On Thu, Apr 21, 2016 at 8:42 AM Chris Angelico <rosuav at gmail.com> wrote:

> On Thu, Apr 21, 2016 at 9:44 PM, Michael Selik <mike at selik.org> wrote:
> > On Thu, Apr 21, 2016 at 7:30 AM Steven D'Aprano <steve at pearwood.info>
> wrote:
> >>
> >> On Thu, Apr 21, 2016 at 04:36:54PM +1000, Nick Coghlan wrote:
> >>
> >> > Builtins can be extended, you just have to override all the methods
> >> > where
> >> > you want to change the return type:
> >>
> >> I wonder whether we should have a class decorator which automatically
> >> adds the appropriate methods?
> >
> >
> > If I'm not mistaken, some of the dunders need to be overridden as part of
> > the class definition and can't be added dynamically without some exec a
> la
> > namedtuple.

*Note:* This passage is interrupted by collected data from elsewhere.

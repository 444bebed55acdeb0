use std::fmt;
use std::str::FromStr;

/// Screen rectangle of the object being recognized, in virtual screen
/// coordinates.
#[derive(Debug, Clone, Copy, PartialEq, Eq)]
pub struct Region {
    pub left: i32,
    pub top: i32,
    pub width: u32,
    pub height: u32,
}

impl Region {
    pub fn new(left: i32, top: i32, width: u32, height: u32) -> Self {
        Self {
            left,
            top,
            width,
            height,
        }
    }

    pub fn is_empty(&self) -> bool {
        self.width == 0 || self.height == 0
    }

    pub fn right(&self) -> i64 {
        self.left as i64 + self.width as i64
    }

    pub fn bottom(&self) -> i64 {
        self.top as i64 + self.height as i64
    }
}

impl fmt::Display for Region {
    fn fmt(&self, f: &mut fmt::Formatter<'_>) -> fmt::Result {
        write!(f, "{},{},{},{}", self.left, self.top, self.width, self.height)
    }
}

/// Parses `left,top,width,height`.
impl FromStr for Region {
    type Err = anyhow::Error;

    fn from_str(s: &str) -> Result<Self, Self::Err> {
        let parts: Vec<&str> = s.split(',').map(str::trim).collect();
        if parts.len() != 4 {
            return Err(anyhow::anyhow!(
                "expected left,top,width,height but got '{}'",
                s
            ));
        }
        Ok(Self {
            left: parts[0].parse()?,
            top: parts[1].parse()?,
            width: parts[2].parse()?,
            height: parts[3].parse()?,
        })
    }
}

#[cfg(test)]
mod tests {
    use super::*;

    #[test]
    fn parses_region_from_cli_form() {
        let region: Region = "10, -20,300,40".parse().unwrap();
        assert_eq!(region, Region::new(10, -20, 300, 40));
        assert_eq!(region.right(), 310);
        assert_eq!(region.bottom(), 20);
    }

    #[test]
    fn rejects_malformed_region() {
        assert!("1,2,3".parse::<Region>().is_err());
        assert!("a,b,c,d".parse::<Region>().is_err());
        assert!("0,0,-5,5".parse::<Region>().is_err());
    }

    #[test]
    fn zero_sized_region_is_empty() {
        assert!(Region::new(5, 5, 0, 10).is_empty());
        assert!(Region::new(5, 5, 10, 0).is_empty());
        assert!(!Region::new(0, 0, 1, 1).is_empty());
    }
}
use image::DynamicImage;

use crate::common::{OcrError, Region};

/// Source of screen pixels. The pixels come back untouched: no scaling,
/// no colour conversion.
pub trait ScreenGrabber {
    fn grab(&self, region: &Region) -> Result<DynamicImage, OcrError>;
}
use std::path::PathBuf;

use anyhow::{anyhow, Result};
use clap::{Parser, Subcommand};
use focus_ocr::capture::XcapGrabber;
use focus_ocr::host::ConsoleHost;
use focus_ocr::logger::init_logger_exe;
use focus_ocr::plugin::{OcrPlugin, PluginConfig};
use focus_ocr::recognize::{EngineLayout, ScratchPaths};
use focus_ocr::settings::default_settings_path;

#[derive(Parser)]
#[command(version, about = "Choose the languages used for OCR", long_about = None)]
struct Cli {
    #[arg(
        long,
        help = "Directory containing tesseract/ (default: next to this executable)"
    )]
    engine_root: Option<PathBuf>,
    #[arg(long, help = "Settings file (default: per-user config directory)")]
    config: Option<PathBuf>,
    #[arg(long, help = "UI locale used to pick the default language, e.g. pt_BR")]
    locale: Option<String>,
    #[arg(long, help = "Print JSON instead of text", default_value_t = false)]
    json: bool,
    #[command(subcommand)]
    command: Command,
}

#[derive(Subcommand)]
enum Command {
    /// List installed languages, marking the selected ones
    List,
    /// Show the current settings
    Show,
    /// Select the first and, optionally, the second OCR language
    Set {
        language: String,
        language2: Option<String>,
    },
}

#[tokio::main(flavor = "current_thread")]
async fn main() -> Result<()> {
    init_logger_exe();

    let cli = Cli::parse();

    let config = PluginConfig {
        layout: EngineLayout::resolve(cli.engine_root.as_deref())?,
        settings_path: cli.config.unwrap_or_else(default_settings_path),
        scratch: ScratchPaths::default(),
    };
    let host = ConsoleHost::new(None, cli.locale);
    let mut plugin = OcrPlugin::new(host, XcapGrabber, config)?;

    let result = match cli.command {
        Command::List => list(&plugin, cli.json),
        Command::Show => show(&plugin, cli.json),
        Command::Set {
            language,
            language2,
        } => set(&mut plugin, &language, language2.as_deref().unwrap_or(&language)),
    };
    plugin.terminate();
    result
}

fn list(plugin: &OcrPlugin<ConsoleHost, XcapGrabber>, json: bool) -> Result<()> {
    let form = plugin.settings_form();
    if json {
        println!("{}", serde_json::to_string_pretty(form.choices())?);
        return Ok(());
    }

    if form.choices().is_empty() {
        println!("No OCR languages installed");
        return Ok(());
    }
    let (first, second) = form.selected();
    for (index, choice) in form.choices().iter().enumerate() {
        let marker = match (index == first, index == second) {
            (true, true) => "*+",
            (true, false) => "* ",
            (false, true) => " +",
            (false, false) => "  ",
        };
        println!("{} {:<8} {}", marker, choice.code, choice.label);
    }
    Ok(())
}

fn show(plugin: &OcrPlugin<ConsoleHost, XcapGrabber>, json: bool) -> Result<()> {
    let store = plugin.store();
    if json {
        println!("{}", serde_json::to_string_pretty(store.settings())?);
        return Ok(());
    }

    println!("settings file: {}", store.path().display());
    println!("language:      {}", store.settings().language);
    println!("language2:     {}", store.settings().language2);
    println!("engine flag:   -l {}", store.selection().lang_arg());
    Ok(())
}

fn set(
    plugin: &mut OcrPlugin<ConsoleHost, XcapGrabber>,
    language: &str,
    language2: &str,
) -> Result<()> {
    let mut form = plugin.settings_form();
    let position = |code: &str| {
        form.index_of(code)
            .ok_or_else(|| anyhow!("language '{}' is not installed", code))
    };
    let (first, second) = (position(language)?, position(language2)?);

    form.apply(first, second, plugin.store_mut())?;
    println!("OCR languages: {}", plugin.store().selection().lang_arg());
    Ok(())
}
use std::path::PathBuf;

use image::ImageFormat;
use tempfile::TempPath;

use super::{run_engine, ScratchPaths};
use crate::capture::ScreenGrabber;
use crate::common::OcrError;
use crate::host::AccessibilityHost;
use crate::settings::LanguageSelection;

pub const RESULT_TITLE: &str = "OCR Result";

/// Runs the locate, capture, encode, recognize and read steps for one
/// command invocation.
///
/// Both scratch files are owned by `TempPath` guards for the duration of
/// the call, so they are gone afterwards whichever step failed. Removing
/// an already missing file is not an error.
#[derive(Debug, Clone)]
pub struct Recognizer {
    exe: PathBuf,
    scratch: ScratchPaths,
}

impl Recognizer {
    pub fn new(exe: impl Into<PathBuf>, scratch: ScratchPaths) -> Self {
        Self {
            exe: exe.into(),
            scratch,
        }
    }

    pub fn exe(&self) -> &std::path::Path {
        &self.exe
    }

    pub fn scratch(&self) -> &ScratchPaths {
        &self.scratch
    }

    pub async fn recognize(
        &self,
        host: &dyn AccessibilityHost,
        grabber: &dyn ScreenGrabber,
        selection: &LanguageSelection,
    ) -> Result<String, OcrError> {
        let region = host
            .focused_region()
            .filter(|region| !region.is_empty())
            .ok_or(OcrError::NoTarget)?;
        log::debug!("Recognizing region {}", region);

        let image = grabber.grab(&region)?;

        // guard the output before the engine can create it, and drop any
        // leftover from an earlier run so it cannot be read back as ours
        let text_file = TempPath::from_path(self.scratch.text());
        let _ = tokio::fs::remove_file(&text_file).await;
        {
            let image_path = self.scratch.image();
            let image_file = TempPath::from_path(&image_path);
            image
                .save_with_format(&image_file, ImageFormat::Png)
                .map_err(|source| OcrError::Encode {
                    path: image_path.clone(),
                    source,
                })?;

            host.announce("Running OCR");
            run_engine(&self.exe, &image_file, self.scratch.output_base(), selection).await?;
        }

        let text = match tokio::fs::read_to_string(&text_file).await {
            Ok(contents) => contents.trim().to_string(),
            Err(e) => {
                log::debug!("No OCR output at {}: {}", text_file.display(), e);
                String::new()
            }
        };
        drop(text_file);

        if text.is_empty() {
            return Err(OcrError::EmptyResult);
        }
        log::info!("Recognized {} chars", text.chars().count());
        Ok(text)
    }
}

/// Tells the user how the invocation went. Every failure sounds the same;
/// the reason only goes to the log.
pub fn present(host: &dyn AccessibilityHost, result: &Result<String, OcrError>) {
    match result {
        Ok(text) => {
            host.announce("Done");
            if let Err(e) = host.browseable_message(text, RESULT_TITLE) {
                log::warn!("Could not show OCR result, reading it instead: {:#}", e);
                host.announce(text);
            }
        }
        Err(e) => {
            log::error!("OCR failed: {}", e);
            host.announce("Error");
        }
    }
}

If so, are you still interested in creating that decorator?
>
> Which ones? __new__ is already covered, and AFAIK all operator dunders
> can be injected just fine.
>

I have a vague memory of trouble with __repr__ when I once tried to make a
sort of mutable namedtuple, but now I can't reproduce the issue.